4. The method of claim 1 further comprising the step of maintaining a predetermined vertical distance between the measuring means and the edge of the specimen sheet containing the predetermined image during the measuring step.
5. The method of claim 4 further comprising the step of lowering the stack of sheets including the specimen sheet concurrent with the step of stacking the sheets, wherein the vertical distance is maintained by lowering the measuring means in accordance with the lowering of the stack of sheets.
6. The method of claim 4 further comprising the step of lowering the stack of sheets including the specimen sheet, wherein the step of lowering the stack is discontinued during the measuring step to maintain the vertical distance between the measuring means and the edge of the specimen sheet containing the predetermined image.
7. An apparatus for facilitating the measurement of the print quality on printed sheets, at least some of which include a predetermined image printed on an edge of the sheet, comprising, in combination:
means for stacking at least some of the sheets at a first alignment position;
means for selecting a specimen sheet from at least one of the sheets having the predetermined image;
means for stacking the specimen sheet at a second alignment position such that the edge of the specimen sheet including the predetermined image extends beyond the first alignment position;
means for measuring the predetermined image and providing measurement data corresponding thereto; and
means for evaluating the measurement data provided by the measuring means.
8. The apparatus of claim 7 wherein the predetermined printed image is printed on a forward edge of the sheets and comprises a plurality of measuring fields defining a printed control strip.
9. The apparatus of claim 1 wherein the means for measuring the predetermined image and providing measurement data corresponding thereto includes a photoelectric measuring head for providing measurement data comprising electrical signals corresponding to the quality of the printed image.
10. The apparatus of claim 9 wherein the means of evaluating the measurement data provided by the measuring means includes a microprocessor for comparing the measurement data received against predetermined data values and outputting electrical signals corresponding thereto.
11. The apparatus of claim 9 wherein the means for measuring the predetermined image includes a driving means for transversely driving the photoelectric measuring head across the predetermined image.
12. The apparatus of claim 11 further comprising a sheet support coupled to the measuring means for supporting the edge of the sheet during the measurement of the image thereon.
13. The apparatus of claim 9 further comprising means for maintaining the vertical distance between the forward edge of the specimen sheet and the measuring means during the measuring of the predetermined image.
14. The apparatus of claim 13 wherein the aligned sheets and the means for measuring the predetermined image are vertically displaceable such that the vertical distance between the specimen sheet and the measuring means is maintained.

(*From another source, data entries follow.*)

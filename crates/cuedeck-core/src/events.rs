//! Events - broadcast-based engine event stream
//!
//! Publishes run and operation lifecycle events so editor overlays, debug
//! panels, and internal subscribers can follow execution in real time.

use crate::run::{RunFailure, RunSource};
use serde::Serialize;
use tokio::sync::broadcast;
use uuid::Uuid;

/// Events emitted while the engine executes runs.
#[derive(Debug, Clone, Serialize)]
#[serde(tag = "type", rename_all = "snake_case")]
pub enum EngineEvent {
    /// A run began executing.
    RunStarted {
        /// Run identifier
        run_id: Uuid,
        /// Origin of the run
        source: RunSource,
    },
    /// An operation began executing.
    OperationStarted {
        /// Run identifier
        run_id: Uuid,
        /// Operation id within the timeline
        operation_id: Uuid,
    },
    /// An operation settled successfully.
    OperationCompleted {
        /// Run identifier
        run_id: Uuid,
        /// Operation id within the timeline
        operation_id: Uuid,
    },
    /// An operation failed.
    OperationFailed {
        /// Run identifier
        run_id: Uuid,
        /// Operation id within the timeline
        operation_id: Uuid,
        /// Error description
        error: String,
    },
    /// An offset branch was armed relative to its timed operation.
    BranchScheduled {
        /// Run identifier
        run_id: Uuid,
        /// Offset branch id
        branch_id: Uuid,
        /// Seconds after the parent operation began
        offset_secs: f64,
    },
    /// The run settled successfully.
    RunCompleted {
        /// Run identifier
        run_id: Uuid,
    },
    /// The run settled with a failure.
    RunFailed {
        /// Run identifier
        run_id: Uuid,
        /// The operation failure that sank the run
        failure: RunFailure,
    },
    /// The run was cancelled.
    RunCancelled {
        /// Run identifier
        run_id: Uuid,
    },
}

impl EngineEvent {
    /// Get the run id from any event variant.
    #[must_use]
    pub fn run_id(&self) -> Uuid {
        match self {
            Self::RunStarted { run_id, .. }
            | Self::OperationStarted { run_id, .. }
            | Self::OperationCompleted { run_id, .. }
            | Self::OperationFailed { run_id, .. }
            | Self::BranchScheduled { run_id, .. }
            | Self::RunCompleted { run_id }
            | Self::RunFailed { run_id, .. }
            | Self::RunCancelled { run_id } => *run_id,
        }
    }
}

/// Broadcast-based event bus for engine events.
///
/// Uses `tokio::broadcast` so multiple subscribers receive the same
/// events. Slow subscribers miss events (lagged) rather than blocking the
/// engine.
#[derive(Debug, Clone)]
pub struct EventBus {
    sender: broadcast::Sender<EngineEvent>,
}

impl EventBus {
    /// Create a new EventBus with the given channel capacity.
    #[must_use]
    pub fn new(capacity: usize) -> Self {
        let (sender, _) = broadcast::channel(capacity);
        Self { sender }
    }

    /// Subscribe to events. Returns a receiver that will get all future
    /// events; each subscriber gets an independent copy.
    #[must_use]
    pub fn subscribe(&self) -> broadcast::Receiver<EngineEvent> {
        self.sender.subscribe()
    }

    /// Publish an event to all active subscribers.
    ///
    /// Returns the number of subscribers that received the event. With no
    /// subscribers the event is silently dropped.
    pub fn publish(&self, event: EngineEvent) -> usize {
        self.sender.send(event).unwrap_or(0)
    }

    /// Current number of active subscribers.
    #[must_use]
    pub fn subscriber_count(&self) -> usize {
        self.sender.receiver_count()
    }
}

impl Default for EventBus {
    fn default() -> Self {
        Self::new(256)
    }
}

15. The apparatus of claim 7 wherein the means for stacking the sheets at a first alignment position comprises a chain-driven sheet gripper for conveying the sheet, a first gripper release cam and a first stop, such that the first gripper release cam releases the gripper at a predetermined position causing the sheet to fall into alignment along the first stop.

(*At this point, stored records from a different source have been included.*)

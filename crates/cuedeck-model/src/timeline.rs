//! Timeline - ordered operation lists and recursive tree algorithms
//!
//! A timeline owns its operations outright: the tree is strictly acyclic,
//! children are exclusively owned, and there are no back-references. That
//! keeps id reassignment and lookup plain recursive functions.

use crate::operation::{InstantOp, Operation};
use serde::{Deserialize, Serialize};
use uuid::Uuid;

/// An ordered list of operations, executed top to bottom.
#[derive(Debug, Clone, Default, PartialEq, Serialize, Deserialize)]
pub struct Timeline {
    /// The operations, in execution order.
    pub operations: Vec<Operation>,
}

/// Read-only result of an id lookup.
///
/// Stack members carry ids of their own but are not tree nodes, so lookup
/// distinguishes them from operations.
#[derive(Debug, Clone, Copy, PartialEq)]
pub enum OperationRef<'a> {
    /// An operation node somewhere in the tree.
    Node(&'a Operation),
    /// A member of an operation stack.
    StackMember(&'a InstantOp),
}

impl OperationRef<'_> {
    /// The id of the found node or member.
    #[must_use]
    pub fn id(&self) -> Uuid {
        match self {
            Self::Node(op) => op.id(),
            Self::StackMember(member) => member.id,
        }
    }
}

/// Mutable result of an id lookup.
#[derive(Debug, PartialEq)]
pub enum OperationMut<'a> {
    /// An operation node somewhere in the tree.
    Node(&'a mut Operation),
    /// A member of an operation stack.
    StackMember(&'a mut InstantOp),
}

impl Timeline {
    /// Create an empty timeline.
    #[must_use]
    pub fn new() -> Self {
        Self::default()
    }

    /// Append an operation, builder style.
    #[must_use]
    pub fn with_operation(mut self, operation: Operation) -> Self {
        self.operations.push(operation);
        self
    }

    /// Append an operation.
    pub fn push(&mut self, operation: Operation) {
        self.operations.push(operation);
    }

    /// Number of top-level operations.
    #[must_use]
    pub fn len(&self) -> usize {
        self.operations.len()
    }

    /// Whether the timeline has no operations at all.
    #[must_use]
    pub fn is_empty(&self) -> bool {
        self.operations.is_empty()
    }

    /// Total number of id-bearing nodes in the tree: operations, stack
    /// members, offset branches, and sub-timelines, recursively.
    #[must_use]
    pub fn node_count(&self) -> usize {
        fn count(operations: &[Operation]) -> usize {
            operations
                .iter()
                .map(|op| match op {
                    Operation::Stack(stack) => 1 + stack.stack.len(),
                    Operation::Timed(timed) => {
                        1 + timed
                            .offsets
                            .iter()
                            .map(|branch| 1 + count(&branch.operations))
                            .sum::<usize>()
                    }
                    Operation::Flow(flow) => {
                        1 + flow
                            .sub_flows
                            .iter()
                            .map(|sub| 1 + count(&sub.operations))
                            .sum::<usize>()
                    }
                    Operation::Instant(_) => 1,
                })
                .sum()
        }
        count(&self.operations)
    }

    /// Assign fresh ids to every node in the tree, preserving structure.
    ///
    /// Used when duplicating a timeline so the copy never collides with
    /// the source document.
    pub fn reassign_ids(&mut self) {
        for operation in &mut self.operations {
            operation.reassign_ids();
        }
    }

    /// Depth-first lookup by id, in document order. Returns the operation
    /// or stack member carrying `id`, first match wins.
    #[must_use]
    pub fn find(&self, id: Uuid) -> Option<OperationRef<'_>> {
        find_in(&self.operations, id)
    }

    /// Mutable counterpart of [`find`](Self::find).
    pub fn find_mut(&mut self, id: Uuid) -> Option<OperationMut<'_>> {
        find_in_mut(&mut self.operations, id)
    }
}

fn find_in(operations: &[Operation], id: Uuid) -> Option<OperationRef<'_>> {
    for operation in operations {
        if operation.id() == id {
            return Some(OperationRef::Node(operation));
        }
        match operation {
            Operation::Stack(stack) => {
                if let Some(member) = stack.stack.iter().find(|member| member.id == id) {
                    return Some(OperationRef::StackMember(member));
                }
            }
            Operation::Timed(timed) => {
                for branch in &timed.offsets {
                    if let Some(found) = find_in(&branch.operations, id) {
                        return Some(found);
                    }
                }
            }
            Operation::Flow(flow) => {
                for sub_flow in &flow.sub_flows {
                    if let Some(found) = find_in(&sub_flow.operations, id) {
                        return Some(found);
                    }
                }
            }
            Operation::Instant(_) => {}
        }
    }
    None
}

fn find_in_mut(operations: &mut [Operation], id: Uuid) -> Option<OperationMut<'_>> {
    for operation in operations {
        if operation.id() == id {
            return Some(OperationMut::Node(operation));
        }
        match operation {
            Operation::Stack(stack) => {
                if let Some(member) = stack.stack.iter_mut().find(|member| member.id == id) {
                    return Some(OperationMut::StackMember(member));
                }
            }
            Operation::Timed(timed) => {
                for branch in &mut timed.offsets {
                    if let Some(found) = find_in_mut(&mut branch.operations, id) {
                        return Some(found);
                    }
                }
            }
            Operation::Flow(flow) => {
                for sub_flow in &mut flow.sub_flows {
                    if let Some(found) = find_in_mut(&mut sub_flow.operations, id) {
                        return Some(found);
                    }
                }
            }
            Operation::Instant(_) => {}
        }
    }
    None
}

#[cfg(test)]
mod tests {
    use super::*;
    use crate::operation::{FlowOp, InstantOp, OperationStack, SubTimeline, TimedOp};
    use serde_json::json;
    use std::collections::HashSet;

    /// A timeline exercising every node kind and two levels of nesting.
    fn deep_timeline() -> Timeline {
        let branch_child = Operation::Instant(InstantOp::new("chat", "send", json!({})));
        let timed = TimedOp::new("audio", "play", json!({"file": "intro.mp3"}))
            .with_offset(2.0, vec![branch_child])
            .with_offset(5.0, vec![]);

        let sub_child = Operation::Timed(TimedOp::new("obs", "transition", json!({})));
        let flow = FlowOp::new("logic", "branch", json!({})).with_sub_flow(
            SubTimeline::new(json!({"case": true}), vec![sub_child]).with_name("yes"),
        );

        let stack = OperationStack::new()
            .with_member(InstantOp::new("overlay", "show", json!({})))
            .with_member(InstantOp::new("overlay", "hide", json!({})));

        Timeline::new()
            .with_operation(Operation::Timed(timed))
            .with_operation(Operation::Flow(flow))
            .with_operation(Operation::Stack(stack))
            .with_operation(Operation::Instant(InstantOp::new("chat", "send", json!({}))))
    }

    fn collect_ids(timeline: &Timeline) -> Vec<Uuid> {
        fn walk(operations: &[Operation], out: &mut Vec<Uuid>) {
            for op in operations {
                out.push(op.id());
                match op {
                    Operation::Stack(stack) => {
                        out.extend(stack.stack.iter().map(|m| m.id));
                    }
                    Operation::Timed(timed) => {
                        for branch in &timed.offsets {
                            out.push(branch.id);
                            walk(&branch.operations, out);
                        }
                    }
                    Operation::Flow(flow) => {
                        for sub in &flow.sub_flows {
                            out.push(sub.id);
                            walk(&sub.operations, out);
                        }
                    }
                    Operation::Instant(_) => {}
                }
            }
        }
        let mut out = Vec::new();
        walk(&timeline.operations, &mut out);
        out
    }

    fn shape_of(timeline: &Timeline) -> Vec<String> {
        fn walk(operations: &[Operation], depth: usize, out: &mut Vec<String>) {
            for op in operations {
                out.push(format!("{depth}:{}", op.kind_name()));
                match op {
                    Operation::Stack(stack) => out.push(format!("{depth}:members={}", stack.stack.len())),
                    Operation::Timed(timed) => {
                        for branch in &timed.offsets {
                            walk(&branch.operations, depth + 1, out);
                        }
                    }
                    Operation::Flow(flow) => {
                        for sub in &flow.sub_flows {
                            walk(&sub.operations, depth + 1, out);
                        }
                    }
                    Operation::Instant(_) => {}
                }
            }
        }
        let mut out = Vec::new();
        walk(&timeline.operations, 0, &mut out);
        out
    }

    #[test]
    fn test_ids_unique_in_fresh_timeline() {
        let timeline = deep_timeline();
        let ids = collect_ids(&timeline);
        let unique: HashSet<_> = ids.iter().copied().collect();
        assert_eq!(ids.len(), unique.len());
    }

    #[test]
    fn test_reassign_preserves_shape_with_disjoint_ids() {
        let original = deep_timeline();
        let mut copy = original.clone();
        copy.reassign_ids();

        assert_eq!(shape_of(&original), shape_of(&copy));

        let before: HashSet<_> = collect_ids(&original).into_iter().collect();
        let after: HashSet<_> = collect_ids(&copy).into_iter().collect();
        assert_eq!(before.len(), after.len());
        assert!(before.is_disjoint(&after));
    }

    #[test]
    fn test_find_every_operation_id() {
        let timeline = deep_timeline();
        for id in collect_ids(&timeline) {
            // Branch and sub-timeline ids are structural, not operations;
            // everything find returns must carry the id it was asked for.
            if let Some(found) = timeline.find(id) {
                assert_eq!(found.id(), id);
            }
        }
    }

    #[test]
    fn test_find_nested_branch_child() {
        let timeline = deep_timeline();
        let Operation::Timed(timed) = &timeline.operations[0] else {
            panic!("expected timed head");
        };
        let child_id = timed.offsets[0].operations[0].id();

        let found = timeline.find(child_id).expect("nested child not found");
        assert_eq!(found.id(), child_id);
        assert!(matches!(found, OperationRef::Node(Operation::Instant(_))));
    }

    #[test]
    fn test_find_stack_member() {
        let timeline = deep_timeline();
        let Operation::Stack(stack) = &timeline.operations[2] else {
            panic!("expected stack");
        };
        let member_id = stack.stack[1].id;

        let found = timeline.find(member_id).expect("member not found");
        assert!(matches!(found, OperationRef::StackMember(m) if m.id == member_id));
    }

    #[test]
    fn test_find_absent_id() {
        let timeline = deep_timeline();
        assert!(timeline.find(Uuid::new_v4()).is_none());
    }

    #[test]
    fn test_find_mut_edits_in_place() {
        let mut timeline = deep_timeline();
        let target = timeline.operations[3].id();

        match timeline.find_mut(target) {
            Some(OperationMut::Node(Operation::Instant(op))) => {
                op.config = json!({"message": "edited"});
            }
            other => panic!("unexpected lookup result: {other:?}"),
        }

        let Operation::Instant(op) = &timeline.operations[3] else {
            panic!("kind changed");
        };
        assert_eq!(op.config["message"], "edited");
    }

    #[test]
    fn test_node_count() {
        let timeline = deep_timeline();
        // 4 top-level + 2 branches + 1 branch child + 1 sub-timeline
        // + 1 sub-timeline child + 2 stack members.
        assert_eq!(timeline.node_count(), 11);
    }

    #[test]
    fn test_json_round_trip_identical() {
        let timeline = deep_timeline();
        let text = serde_json::to_string(&timeline).unwrap();
        let back: Timeline = serde_json::from_str(&text).unwrap();
        assert_eq!(back, timeline);
    }
}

16. The apparatus of claim 15 wherein the means for stacking the sheets at a second alignment position comprises means for disabling the first gripper release cam, means for displacing the first stop, a second gripper release cam and a second stop, such that the first gripper release cam is disabled so that the second gripper release cam releases the gripper at a predetermined second position, while the first stop is displaced so as to not contact the sheet thereby causing the sheet to fall into alignment along the second stop.

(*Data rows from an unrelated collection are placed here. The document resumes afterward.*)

//! Import - converts legacy flat operation lists into the offset tree
//!
//! Old project files store a single flat list in which every operation
//! runs at a global time, spelled out through explicit timestamp and
//! delay entries. The current document nests concurrency as offset
//! branches instead. Conversion walks the list with one forward-moving
//! cursor and a stack of open scopes: an operation falling inside an
//! open timed operation's window becomes an offset branch of that
//! operation, and everything else lands back on the outermost timeline,
//! padded with wait operations where the legacy data left gaps.

use crate::registry::{DurationHint, HandlerEntry, OperationRegistry};
use cuedeck_model::{InstantOp, Operation, OffsetBranch, TimedOp, Timeline};
use serde::{Deserialize, Serialize};
use serde_json::{json, Value};
use tracing::warn;

/// One entry of a legacy flat operation list.
#[derive(Debug, Clone, PartialEq, Serialize, Deserialize)]
#[serde(tag = "type", rename_all = "snake_case")]
pub enum LegacyEntry {
    /// Jump the cursor forward to an absolute time. Never moves it back.
    Timestamp {
        /// Seconds from the start of the list.
        at: f64,
    },
    /// Advance the cursor by a relative amount.
    Delay {
        /// Seconds to advance. Negative values are ignored.
        seconds: f64,
    },
    /// An operation invoked at the current cursor time.
    Operation {
        /// Handler namespace.
        namespace: String,
        /// Handler name within the namespace.
        kind: String,
        /// Authored configuration.
        #[serde(default)]
        config: Value,
    },
}

/// Conversion options.
#[derive(Debug, Clone)]
pub struct ImportOptions {
    wait_namespace: String,
    wait_kind: String,
}

impl Default for ImportOptions {
    fn default() -> Self {
        Self {
            wait_namespace: "time".to_string(),
            wait_kind: "delay".to_string(),
        }
    }
}

impl ImportOptions {
    /// Options using the stock `("time", "delay")` wait operation.
    #[must_use]
    pub fn new() -> Self {
        Self::default()
    }

    /// Use a different `(namespace, kind)` for synthesized wait operations.
    #[must_use]
    pub fn with_wait_operation(
        mut self,
        namespace: impl Into<String>,
        kind: impl Into<String>,
    ) -> Self {
        self.wait_namespace = namespace.into();
        self.wait_kind = kind.into();
        self
    }

    fn wait_operation(&self, seconds: f64) -> Operation {
        Operation::Timed(TimedOp::new(
            self.wait_namespace.clone(),
            self.wait_kind.clone(),
            json!({ "duration": seconds }),
        ))
    }
}

/// Convert a legacy flat list into a nested timeline.
///
/// Unknown operations are skipped with a warning. Durations come from
/// the registered handlers; only a finite positive fixed span makes an
/// imported operation timed and opens a window for branches.
pub async fn import_legacy(
    entries: Vec<LegacyEntry>,
    registry: &OperationRegistry,
    options: &ImportOptions,
) -> Timeline {
    let mut cursor = 0.0_f64;
    let mut scopes = Scopes::new();

    for entry in entries {
        match entry {
            LegacyEntry::Timestamp { at } => cursor = cursor.max(at),
            LegacyEntry::Delay { seconds } => cursor += seconds.max(0.0),
            LegacyEntry::Operation {
                namespace,
                kind,
                config,
            } => {
                let Some((operation, span)) = classify(registry, namespace, kind, config).await
                else {
                    continue;
                };
                scopes.place(cursor, operation, span, options);
            }
        }
    }

    while !scopes.open.is_empty() {
        scopes.close_innermost();
    }
    Timeline {
        operations: scopes.root.operations,
    }
}

/// Build the tree node for one legacy operation entry, plus the window
/// span it opens, if any.
async fn classify(
    registry: &OperationRegistry,
    namespace: String,
    kind: String,
    config: Value,
) -> Option<(Operation, Option<f64>)> {
    let handler = match registry.resolve(&namespace, &kind) {
        Some(HandlerEntry::Operation(handler)) => handler,
        Some(HandlerEntry::Flow(_)) => {
            warn!(namespace = %namespace, kind = %kind, "Legacy entry names a flow handler, skipping");
            return None;
        }
        None => {
            warn!(namespace = %namespace, kind = %kind, "Unknown operation in legacy data, skipping");
            return None;
        }
    };

    let span = match handler.duration(&config).await {
        Ok(DurationHint::Fixed(seconds)) if seconds.is_finite() && seconds > 0.0 => Some(seconds),
        Ok(_) => None,
        Err(error) => {
            warn!(
                namespace = %namespace,
                kind = %kind,
                error = %error,
                "Duration probe failed, importing as instant"
            );
            None
        }
    };

    let operation = match span {
        Some(_) => Operation::Timed(TimedOp::new(namespace, kind, config)),
        None => Operation::Instant(InstantOp::new(namespace, kind, config)),
    };
    Some((operation, span))
}

/// Span of global time in which a timed operation's branches may start.
#[derive(Debug, Clone, Copy)]
struct Window {
    start: f64,
    duration: f64,
}

impl Window {
    fn end(&self) -> f64 {
        self.start + self.duration
    }

    /// Half-open: a cursor exactly at the end is outside the window.
    fn contains(&self, at: f64) -> bool {
        self.start <= at && at < self.end()
    }
}

/// One timeline under construction.
struct Frame {
    operations: Vec<Operation>,
    /// Global time the next appended operation starts at.
    cursor: f64,
    /// Window of the most recently appended timed operation.
    window: Option<Window>,
}

impl Frame {
    fn starting_at(cursor: f64) -> Self {
        Self {
            operations: Vec::new(),
            cursor,
            window: None,
        }
    }

    /// Append at the current cursor. A fixed span opens the operation's
    /// window and moves the cursor past it.
    fn append(&mut self, operation: Operation, span: Option<f64>) {
        if let Some(duration) = span {
            self.window = Some(Window {
                start: self.cursor,
                duration,
            });
            self.cursor += duration;
        }
        self.operations.push(operation);
    }

    /// Whether the cursor can still land on this frame, either appended
    /// at its end or branched inside its window.
    fn fits(&self, cursor: f64) -> bool {
        cursor == self.cursor || self.window.is_some_and(|window| window.contains(cursor))
    }
}

/// An open branch scope: a frame plus where it attaches when closed.
struct OpenBranch {
    frame: Frame,
    /// Branch offset relative to the host operation's start.
    offset: f64,
}

/// The stack of open scopes. The root timeline sits at the bottom and
/// never closes.
struct Scopes {
    root: Frame,
    open: Vec<OpenBranch>,
}

impl Scopes {
    fn new() -> Self {
        Self {
            root: Frame::starting_at(0.0),
            open: Vec::new(),
        }
    }

    fn innermost(&mut self) -> &mut Frame {
        match self.open.last_mut() {
            Some(branch) => &mut branch.frame,
            None => &mut self.root,
        }
    }

    /// Place an operation at `cursor`: append on an exact cursor match,
    /// open a branch when the surviving frame's window contains the
    /// cursor, else pad the outermost timeline with a wait and append
    /// there.
    ///
    /// The append check runs before the window check, so a cursor exactly
    /// on a window boundary always lands on the enclosing timeline.
    fn place(
        &mut self,
        cursor: f64,
        operation: Operation,
        span: Option<f64>,
        options: &ImportOptions,
    ) {
        self.close_unfit(cursor);

        let frame = self.innermost();
        if cursor == frame.cursor {
            frame.append(operation, span);
            return;
        }

        match frame.window.filter(|window| window.contains(cursor)) {
            Some(window) => {
                self.open.push(OpenBranch {
                    frame: Frame::starting_at(cursor),
                    offset: cursor - window.start,
                });
                self.innermost().append(operation, span);
            }
            None => {
                // Only the root frame can still miss after the close
                // pass; bridge the gap before appending.
                let gap = cursor - frame.cursor;
                frame.append(options.wait_operation(gap), Some(gap));
                frame.append(operation, span);
            }
        }
    }

    /// Close scopes the cursor no longer fits. The cursor only moves
    /// forward, so a frame that cannot take it now never will.
    fn close_unfit(&mut self, cursor: f64) {
        while let Some(open) = self.open.last() {
            if open.frame.fits(cursor) {
                break;
            }
            self.close_innermost();
        }
    }

    /// Pop one scope and attach its timeline as an offset branch of the
    /// host operation.
    fn close_innermost(&mut self) {
        let Some(closed) = self.open.pop() else {
            return;
        };
        // A scope only ever opens inside the window of the parent frame's
        // last timed operation.
        if let Some(Operation::Timed(host)) = self.innermost().operations.last_mut() {
            host.offsets
                .push(OffsetBranch::new(closed.offset, closed.frame.operations));
        }
    }
}

#[cfg(test)]
mod tests;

17. The apparatus of claim 7 wherein the means for selecting a specimen sheet comprises a manually actuable switch, wherein the specimen sheet is selected upon actuation of the switch.
18. The apparatus of claim 7 wherein the means for selecting a specimen sheet select the specimen sheets in response to a predetermined number of sheets being stacked at the first alignment position.
19. The apparatus of claim 7 wherein the means for selecting a specimen sheet select the specimen sheets in response to predetermined time intervals.
FIG. 1 is a side view of a printing press sheet transfer system having a sheet-stacking and print measuring device according to the present invention;
FIG. 2 is an enlarged view of the stacking and measuring device shown in FIG. 1; and
FIG. 3 shows a top-view of a traversing measuring head disposed to scan an offset sheet according to the present invention.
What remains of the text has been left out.